Stored items:

--------

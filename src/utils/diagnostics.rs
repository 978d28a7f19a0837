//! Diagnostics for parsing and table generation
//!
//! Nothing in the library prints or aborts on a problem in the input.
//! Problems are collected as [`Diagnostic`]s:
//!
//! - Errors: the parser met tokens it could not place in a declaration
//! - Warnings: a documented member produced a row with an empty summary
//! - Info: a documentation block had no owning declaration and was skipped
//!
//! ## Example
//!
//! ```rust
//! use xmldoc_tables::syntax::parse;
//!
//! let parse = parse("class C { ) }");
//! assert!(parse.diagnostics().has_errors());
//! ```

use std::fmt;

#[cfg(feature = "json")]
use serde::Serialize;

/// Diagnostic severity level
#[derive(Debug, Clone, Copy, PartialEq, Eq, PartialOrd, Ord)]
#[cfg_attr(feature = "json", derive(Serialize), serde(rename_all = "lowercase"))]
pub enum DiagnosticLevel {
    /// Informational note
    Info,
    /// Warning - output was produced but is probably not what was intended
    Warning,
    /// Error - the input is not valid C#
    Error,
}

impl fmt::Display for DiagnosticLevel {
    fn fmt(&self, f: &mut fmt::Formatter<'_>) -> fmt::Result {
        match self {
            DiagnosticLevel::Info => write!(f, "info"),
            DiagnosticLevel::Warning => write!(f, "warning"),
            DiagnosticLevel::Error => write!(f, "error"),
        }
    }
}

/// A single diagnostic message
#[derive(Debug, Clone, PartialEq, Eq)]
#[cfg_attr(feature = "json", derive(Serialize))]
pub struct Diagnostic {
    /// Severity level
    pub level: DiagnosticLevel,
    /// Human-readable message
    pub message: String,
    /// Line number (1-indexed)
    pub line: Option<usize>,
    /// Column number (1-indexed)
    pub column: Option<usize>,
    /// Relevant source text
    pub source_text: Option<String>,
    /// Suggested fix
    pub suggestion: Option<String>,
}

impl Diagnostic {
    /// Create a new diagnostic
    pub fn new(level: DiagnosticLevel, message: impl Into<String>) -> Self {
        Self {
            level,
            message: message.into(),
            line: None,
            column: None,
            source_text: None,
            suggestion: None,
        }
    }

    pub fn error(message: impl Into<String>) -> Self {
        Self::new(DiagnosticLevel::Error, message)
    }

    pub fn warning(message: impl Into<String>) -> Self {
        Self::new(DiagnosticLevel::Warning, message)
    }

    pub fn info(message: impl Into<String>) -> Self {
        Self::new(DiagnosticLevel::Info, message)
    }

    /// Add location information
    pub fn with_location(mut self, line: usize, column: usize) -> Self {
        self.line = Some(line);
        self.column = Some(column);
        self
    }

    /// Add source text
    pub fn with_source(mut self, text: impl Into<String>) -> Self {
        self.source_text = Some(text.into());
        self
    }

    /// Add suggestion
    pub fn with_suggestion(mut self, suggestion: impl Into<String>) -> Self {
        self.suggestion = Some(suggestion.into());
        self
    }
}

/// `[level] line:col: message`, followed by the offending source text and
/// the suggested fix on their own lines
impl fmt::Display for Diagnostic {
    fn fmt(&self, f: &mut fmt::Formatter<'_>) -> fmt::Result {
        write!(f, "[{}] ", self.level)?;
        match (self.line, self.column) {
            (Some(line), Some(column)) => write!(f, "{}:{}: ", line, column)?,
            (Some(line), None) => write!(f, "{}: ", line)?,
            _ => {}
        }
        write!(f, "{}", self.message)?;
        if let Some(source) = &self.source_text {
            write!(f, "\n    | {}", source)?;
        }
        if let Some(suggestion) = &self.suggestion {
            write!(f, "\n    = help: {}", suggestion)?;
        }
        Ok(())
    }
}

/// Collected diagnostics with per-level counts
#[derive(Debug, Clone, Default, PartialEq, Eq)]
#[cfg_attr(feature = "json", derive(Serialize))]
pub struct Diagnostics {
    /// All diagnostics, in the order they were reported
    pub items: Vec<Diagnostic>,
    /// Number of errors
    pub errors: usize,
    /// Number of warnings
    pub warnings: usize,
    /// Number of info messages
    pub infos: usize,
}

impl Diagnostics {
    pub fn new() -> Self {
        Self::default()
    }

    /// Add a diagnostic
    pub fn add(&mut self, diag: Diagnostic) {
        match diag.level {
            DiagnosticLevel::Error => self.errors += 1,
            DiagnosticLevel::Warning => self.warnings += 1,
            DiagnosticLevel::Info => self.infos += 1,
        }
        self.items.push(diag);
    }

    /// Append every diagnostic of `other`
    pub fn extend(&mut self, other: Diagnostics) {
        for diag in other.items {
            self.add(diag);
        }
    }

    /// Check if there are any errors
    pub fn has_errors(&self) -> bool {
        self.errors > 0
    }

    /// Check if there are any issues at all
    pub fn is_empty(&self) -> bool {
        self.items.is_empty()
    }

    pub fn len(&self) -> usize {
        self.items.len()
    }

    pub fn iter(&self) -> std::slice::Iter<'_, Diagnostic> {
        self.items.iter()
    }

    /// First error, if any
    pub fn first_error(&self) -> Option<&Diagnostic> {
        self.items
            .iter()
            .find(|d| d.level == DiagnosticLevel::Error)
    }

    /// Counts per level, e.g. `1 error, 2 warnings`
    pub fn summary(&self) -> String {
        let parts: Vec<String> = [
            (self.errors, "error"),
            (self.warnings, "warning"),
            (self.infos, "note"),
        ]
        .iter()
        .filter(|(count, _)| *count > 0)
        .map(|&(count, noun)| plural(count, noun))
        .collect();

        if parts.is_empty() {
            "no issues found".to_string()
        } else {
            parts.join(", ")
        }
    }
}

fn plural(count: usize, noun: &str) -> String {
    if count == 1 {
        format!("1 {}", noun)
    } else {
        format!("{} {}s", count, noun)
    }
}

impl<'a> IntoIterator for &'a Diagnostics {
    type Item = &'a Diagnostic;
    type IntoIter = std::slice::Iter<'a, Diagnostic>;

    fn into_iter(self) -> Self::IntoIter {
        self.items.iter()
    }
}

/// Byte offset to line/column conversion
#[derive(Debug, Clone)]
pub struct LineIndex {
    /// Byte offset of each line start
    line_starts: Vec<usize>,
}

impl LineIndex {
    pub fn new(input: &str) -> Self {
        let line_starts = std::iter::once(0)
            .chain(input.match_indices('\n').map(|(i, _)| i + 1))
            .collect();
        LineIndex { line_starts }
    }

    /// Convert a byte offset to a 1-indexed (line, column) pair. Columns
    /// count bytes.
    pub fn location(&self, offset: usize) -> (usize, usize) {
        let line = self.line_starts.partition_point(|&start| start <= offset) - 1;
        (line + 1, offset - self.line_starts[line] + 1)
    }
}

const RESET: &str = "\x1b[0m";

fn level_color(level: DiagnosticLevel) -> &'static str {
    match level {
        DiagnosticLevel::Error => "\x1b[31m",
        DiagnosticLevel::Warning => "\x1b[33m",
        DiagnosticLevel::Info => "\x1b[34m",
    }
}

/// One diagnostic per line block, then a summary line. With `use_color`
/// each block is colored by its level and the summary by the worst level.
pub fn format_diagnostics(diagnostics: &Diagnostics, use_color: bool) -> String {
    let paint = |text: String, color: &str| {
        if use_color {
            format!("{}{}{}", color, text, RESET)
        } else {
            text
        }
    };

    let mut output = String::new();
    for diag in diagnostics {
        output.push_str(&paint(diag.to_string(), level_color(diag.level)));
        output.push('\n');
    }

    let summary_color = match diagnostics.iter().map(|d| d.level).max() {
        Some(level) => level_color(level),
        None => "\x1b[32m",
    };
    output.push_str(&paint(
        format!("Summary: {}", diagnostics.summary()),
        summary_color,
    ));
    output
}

--------

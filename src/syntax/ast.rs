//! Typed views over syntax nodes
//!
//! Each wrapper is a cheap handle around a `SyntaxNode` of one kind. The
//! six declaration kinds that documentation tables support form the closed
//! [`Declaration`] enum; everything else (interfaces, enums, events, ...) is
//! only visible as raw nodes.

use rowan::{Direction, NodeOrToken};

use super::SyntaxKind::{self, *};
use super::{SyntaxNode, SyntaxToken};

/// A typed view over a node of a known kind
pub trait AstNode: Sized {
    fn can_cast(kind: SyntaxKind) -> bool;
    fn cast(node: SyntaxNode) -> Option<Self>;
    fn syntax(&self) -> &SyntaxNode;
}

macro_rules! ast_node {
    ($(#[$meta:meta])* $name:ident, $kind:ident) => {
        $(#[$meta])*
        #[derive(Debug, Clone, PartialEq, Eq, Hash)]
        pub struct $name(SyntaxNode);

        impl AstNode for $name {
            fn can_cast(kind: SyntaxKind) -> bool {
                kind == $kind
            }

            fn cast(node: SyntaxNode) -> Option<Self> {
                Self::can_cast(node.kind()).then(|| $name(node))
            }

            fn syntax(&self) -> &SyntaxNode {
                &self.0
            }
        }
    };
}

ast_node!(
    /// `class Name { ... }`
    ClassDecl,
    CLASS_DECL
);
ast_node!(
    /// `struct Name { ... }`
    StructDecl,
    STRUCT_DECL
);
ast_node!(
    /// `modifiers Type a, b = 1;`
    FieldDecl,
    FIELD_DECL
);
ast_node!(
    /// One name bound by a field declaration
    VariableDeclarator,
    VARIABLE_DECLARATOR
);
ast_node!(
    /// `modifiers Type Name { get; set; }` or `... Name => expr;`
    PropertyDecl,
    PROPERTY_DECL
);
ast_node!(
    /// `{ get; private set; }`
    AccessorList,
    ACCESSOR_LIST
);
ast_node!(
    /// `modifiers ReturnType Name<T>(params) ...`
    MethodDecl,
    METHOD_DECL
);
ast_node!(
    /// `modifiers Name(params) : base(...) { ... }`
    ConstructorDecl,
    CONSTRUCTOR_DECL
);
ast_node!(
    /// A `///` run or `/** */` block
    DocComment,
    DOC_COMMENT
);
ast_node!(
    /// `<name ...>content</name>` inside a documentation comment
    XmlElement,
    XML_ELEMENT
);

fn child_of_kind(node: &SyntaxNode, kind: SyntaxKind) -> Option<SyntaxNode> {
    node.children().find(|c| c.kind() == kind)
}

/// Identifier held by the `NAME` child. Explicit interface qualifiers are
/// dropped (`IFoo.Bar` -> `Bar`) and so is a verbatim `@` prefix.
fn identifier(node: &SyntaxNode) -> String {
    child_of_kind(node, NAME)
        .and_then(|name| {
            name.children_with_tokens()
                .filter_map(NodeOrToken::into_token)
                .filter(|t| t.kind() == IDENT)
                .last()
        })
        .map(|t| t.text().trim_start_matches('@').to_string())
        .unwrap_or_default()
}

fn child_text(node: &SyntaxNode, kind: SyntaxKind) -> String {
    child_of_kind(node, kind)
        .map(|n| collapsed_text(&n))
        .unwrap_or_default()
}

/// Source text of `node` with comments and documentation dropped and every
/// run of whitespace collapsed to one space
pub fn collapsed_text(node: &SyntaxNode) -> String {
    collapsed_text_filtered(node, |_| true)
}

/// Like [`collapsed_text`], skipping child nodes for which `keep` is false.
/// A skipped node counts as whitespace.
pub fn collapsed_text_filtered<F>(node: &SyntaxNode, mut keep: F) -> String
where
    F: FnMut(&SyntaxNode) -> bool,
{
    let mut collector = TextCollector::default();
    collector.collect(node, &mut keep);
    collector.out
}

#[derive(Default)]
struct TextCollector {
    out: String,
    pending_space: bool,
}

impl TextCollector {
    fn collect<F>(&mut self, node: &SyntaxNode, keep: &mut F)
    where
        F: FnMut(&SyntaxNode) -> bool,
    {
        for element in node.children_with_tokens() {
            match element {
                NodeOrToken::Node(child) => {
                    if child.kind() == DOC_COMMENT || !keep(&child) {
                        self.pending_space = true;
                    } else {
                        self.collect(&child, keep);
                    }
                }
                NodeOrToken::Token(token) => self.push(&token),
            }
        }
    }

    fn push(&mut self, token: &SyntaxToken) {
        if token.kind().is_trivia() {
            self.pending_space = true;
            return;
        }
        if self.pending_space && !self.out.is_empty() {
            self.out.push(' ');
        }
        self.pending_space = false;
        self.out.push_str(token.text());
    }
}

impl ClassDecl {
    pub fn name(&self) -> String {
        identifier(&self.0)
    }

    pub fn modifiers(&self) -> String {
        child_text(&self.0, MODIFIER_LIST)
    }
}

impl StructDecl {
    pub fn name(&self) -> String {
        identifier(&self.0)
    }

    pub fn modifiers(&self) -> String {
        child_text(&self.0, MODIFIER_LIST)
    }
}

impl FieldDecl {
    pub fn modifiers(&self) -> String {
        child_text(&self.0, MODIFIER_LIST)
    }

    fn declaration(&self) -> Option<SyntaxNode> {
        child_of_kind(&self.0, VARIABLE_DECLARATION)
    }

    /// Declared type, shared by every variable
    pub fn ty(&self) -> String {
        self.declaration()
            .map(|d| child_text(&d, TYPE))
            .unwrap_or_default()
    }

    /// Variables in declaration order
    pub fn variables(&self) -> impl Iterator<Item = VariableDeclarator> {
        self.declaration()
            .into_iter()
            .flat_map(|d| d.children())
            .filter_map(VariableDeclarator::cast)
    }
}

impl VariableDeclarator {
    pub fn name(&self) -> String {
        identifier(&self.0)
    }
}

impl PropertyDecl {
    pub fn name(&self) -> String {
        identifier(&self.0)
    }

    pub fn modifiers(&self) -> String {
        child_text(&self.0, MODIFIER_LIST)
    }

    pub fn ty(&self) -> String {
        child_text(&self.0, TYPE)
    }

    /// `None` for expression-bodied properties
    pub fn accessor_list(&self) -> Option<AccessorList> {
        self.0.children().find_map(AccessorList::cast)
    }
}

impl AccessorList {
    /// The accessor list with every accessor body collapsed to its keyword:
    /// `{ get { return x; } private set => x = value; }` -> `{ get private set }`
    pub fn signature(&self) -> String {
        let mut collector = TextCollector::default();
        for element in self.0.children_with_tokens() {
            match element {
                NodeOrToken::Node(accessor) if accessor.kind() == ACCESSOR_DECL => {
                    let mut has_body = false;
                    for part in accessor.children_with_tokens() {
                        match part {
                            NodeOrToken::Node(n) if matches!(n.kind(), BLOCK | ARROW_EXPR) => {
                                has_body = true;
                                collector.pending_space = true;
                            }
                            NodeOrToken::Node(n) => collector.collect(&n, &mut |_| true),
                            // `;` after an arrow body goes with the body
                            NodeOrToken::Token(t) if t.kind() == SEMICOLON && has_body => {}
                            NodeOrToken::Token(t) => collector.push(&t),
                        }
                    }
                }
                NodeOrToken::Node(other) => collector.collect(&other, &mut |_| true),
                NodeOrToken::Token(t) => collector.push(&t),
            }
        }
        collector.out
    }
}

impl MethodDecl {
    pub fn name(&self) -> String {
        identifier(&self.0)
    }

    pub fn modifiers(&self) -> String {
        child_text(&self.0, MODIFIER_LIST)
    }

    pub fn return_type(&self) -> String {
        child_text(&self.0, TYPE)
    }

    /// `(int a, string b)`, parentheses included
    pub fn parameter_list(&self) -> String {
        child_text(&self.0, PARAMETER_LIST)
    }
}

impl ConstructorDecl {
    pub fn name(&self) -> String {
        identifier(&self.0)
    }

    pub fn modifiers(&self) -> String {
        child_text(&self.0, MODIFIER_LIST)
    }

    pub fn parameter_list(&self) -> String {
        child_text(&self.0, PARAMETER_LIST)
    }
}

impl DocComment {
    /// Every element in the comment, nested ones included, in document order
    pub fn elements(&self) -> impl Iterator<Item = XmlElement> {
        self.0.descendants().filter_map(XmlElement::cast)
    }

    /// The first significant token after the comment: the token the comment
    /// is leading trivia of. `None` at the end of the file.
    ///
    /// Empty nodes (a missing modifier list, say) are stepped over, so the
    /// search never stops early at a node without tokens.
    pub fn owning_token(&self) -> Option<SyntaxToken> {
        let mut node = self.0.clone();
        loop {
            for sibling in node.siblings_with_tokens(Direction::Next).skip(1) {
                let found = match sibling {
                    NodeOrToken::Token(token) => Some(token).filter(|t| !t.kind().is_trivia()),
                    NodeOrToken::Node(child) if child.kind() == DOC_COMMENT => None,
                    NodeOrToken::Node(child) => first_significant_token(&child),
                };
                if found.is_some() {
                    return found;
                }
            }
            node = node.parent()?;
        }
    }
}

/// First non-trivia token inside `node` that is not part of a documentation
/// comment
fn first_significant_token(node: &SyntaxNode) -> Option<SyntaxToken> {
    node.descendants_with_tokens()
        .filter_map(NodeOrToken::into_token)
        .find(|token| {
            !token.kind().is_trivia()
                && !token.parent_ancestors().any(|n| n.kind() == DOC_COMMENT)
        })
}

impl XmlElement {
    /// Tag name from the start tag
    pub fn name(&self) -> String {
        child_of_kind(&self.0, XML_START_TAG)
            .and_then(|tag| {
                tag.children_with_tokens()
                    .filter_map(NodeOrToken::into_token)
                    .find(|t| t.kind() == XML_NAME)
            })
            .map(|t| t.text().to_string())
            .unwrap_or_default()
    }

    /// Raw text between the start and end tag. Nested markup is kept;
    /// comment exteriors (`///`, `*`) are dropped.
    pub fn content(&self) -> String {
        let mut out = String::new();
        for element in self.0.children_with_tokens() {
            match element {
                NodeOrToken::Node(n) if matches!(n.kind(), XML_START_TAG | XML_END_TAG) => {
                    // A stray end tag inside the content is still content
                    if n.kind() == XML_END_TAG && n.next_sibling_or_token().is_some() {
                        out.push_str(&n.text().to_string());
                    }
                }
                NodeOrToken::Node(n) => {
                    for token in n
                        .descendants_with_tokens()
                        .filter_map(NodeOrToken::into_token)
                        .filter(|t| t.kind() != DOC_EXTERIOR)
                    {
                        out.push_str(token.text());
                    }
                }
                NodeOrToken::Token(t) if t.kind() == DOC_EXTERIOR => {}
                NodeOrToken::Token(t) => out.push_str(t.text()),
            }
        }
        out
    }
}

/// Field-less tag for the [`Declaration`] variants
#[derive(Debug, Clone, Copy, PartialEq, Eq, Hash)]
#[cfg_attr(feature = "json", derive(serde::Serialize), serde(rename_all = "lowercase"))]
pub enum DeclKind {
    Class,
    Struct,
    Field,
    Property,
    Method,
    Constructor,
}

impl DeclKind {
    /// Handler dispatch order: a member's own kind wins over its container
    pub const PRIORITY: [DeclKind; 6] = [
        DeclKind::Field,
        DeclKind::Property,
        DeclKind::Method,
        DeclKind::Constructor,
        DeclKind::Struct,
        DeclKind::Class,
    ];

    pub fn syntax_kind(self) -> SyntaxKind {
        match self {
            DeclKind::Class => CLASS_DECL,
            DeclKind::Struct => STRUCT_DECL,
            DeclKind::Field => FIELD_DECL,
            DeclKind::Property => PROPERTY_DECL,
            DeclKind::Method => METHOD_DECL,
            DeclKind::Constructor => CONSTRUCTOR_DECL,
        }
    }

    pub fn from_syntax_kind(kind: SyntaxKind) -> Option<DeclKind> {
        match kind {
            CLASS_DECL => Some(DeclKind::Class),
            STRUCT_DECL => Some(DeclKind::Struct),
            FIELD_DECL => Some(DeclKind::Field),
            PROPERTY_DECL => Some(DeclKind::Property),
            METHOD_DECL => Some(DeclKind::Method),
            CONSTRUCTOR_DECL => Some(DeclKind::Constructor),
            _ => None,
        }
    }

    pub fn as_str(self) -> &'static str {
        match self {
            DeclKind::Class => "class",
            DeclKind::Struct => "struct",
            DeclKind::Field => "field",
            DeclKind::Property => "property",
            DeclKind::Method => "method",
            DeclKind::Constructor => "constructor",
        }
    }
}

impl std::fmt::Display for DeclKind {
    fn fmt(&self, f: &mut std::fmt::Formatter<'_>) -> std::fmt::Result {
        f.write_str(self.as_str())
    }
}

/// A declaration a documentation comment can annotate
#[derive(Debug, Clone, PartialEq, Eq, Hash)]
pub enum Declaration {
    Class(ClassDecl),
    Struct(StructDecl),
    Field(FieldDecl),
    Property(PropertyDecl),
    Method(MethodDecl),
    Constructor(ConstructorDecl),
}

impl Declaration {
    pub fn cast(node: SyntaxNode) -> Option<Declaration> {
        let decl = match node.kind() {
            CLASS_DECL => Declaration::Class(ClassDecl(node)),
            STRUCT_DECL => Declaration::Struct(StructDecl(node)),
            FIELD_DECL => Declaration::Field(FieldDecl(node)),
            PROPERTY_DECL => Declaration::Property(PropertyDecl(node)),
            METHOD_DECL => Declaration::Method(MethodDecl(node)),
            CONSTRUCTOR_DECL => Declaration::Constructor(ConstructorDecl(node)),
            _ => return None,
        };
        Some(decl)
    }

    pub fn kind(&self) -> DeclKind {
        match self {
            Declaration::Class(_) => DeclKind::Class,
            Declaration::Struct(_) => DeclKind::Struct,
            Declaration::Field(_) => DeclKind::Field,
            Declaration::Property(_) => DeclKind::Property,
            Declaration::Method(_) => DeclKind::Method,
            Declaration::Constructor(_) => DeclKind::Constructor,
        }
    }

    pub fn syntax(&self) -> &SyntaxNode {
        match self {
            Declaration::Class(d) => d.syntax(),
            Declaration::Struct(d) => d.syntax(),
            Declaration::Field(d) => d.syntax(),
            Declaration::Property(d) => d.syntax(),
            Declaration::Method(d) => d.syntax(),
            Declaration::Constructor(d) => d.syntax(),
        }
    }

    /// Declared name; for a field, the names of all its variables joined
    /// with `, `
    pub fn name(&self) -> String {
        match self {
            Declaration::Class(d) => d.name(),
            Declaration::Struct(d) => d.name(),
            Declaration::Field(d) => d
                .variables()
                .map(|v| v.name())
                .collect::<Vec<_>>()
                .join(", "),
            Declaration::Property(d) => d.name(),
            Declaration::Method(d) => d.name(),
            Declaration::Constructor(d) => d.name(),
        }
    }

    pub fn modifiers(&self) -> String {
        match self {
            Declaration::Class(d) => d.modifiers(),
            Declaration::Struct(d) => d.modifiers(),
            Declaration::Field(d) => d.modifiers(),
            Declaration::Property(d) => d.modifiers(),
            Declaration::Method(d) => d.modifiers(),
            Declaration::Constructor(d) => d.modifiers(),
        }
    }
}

--------

* **ASSIGNED TASK**
A single figure is all that is needed: the number of lines above that contain the string "MethodDecl".

* **OUTPUT OF THE TASK**
4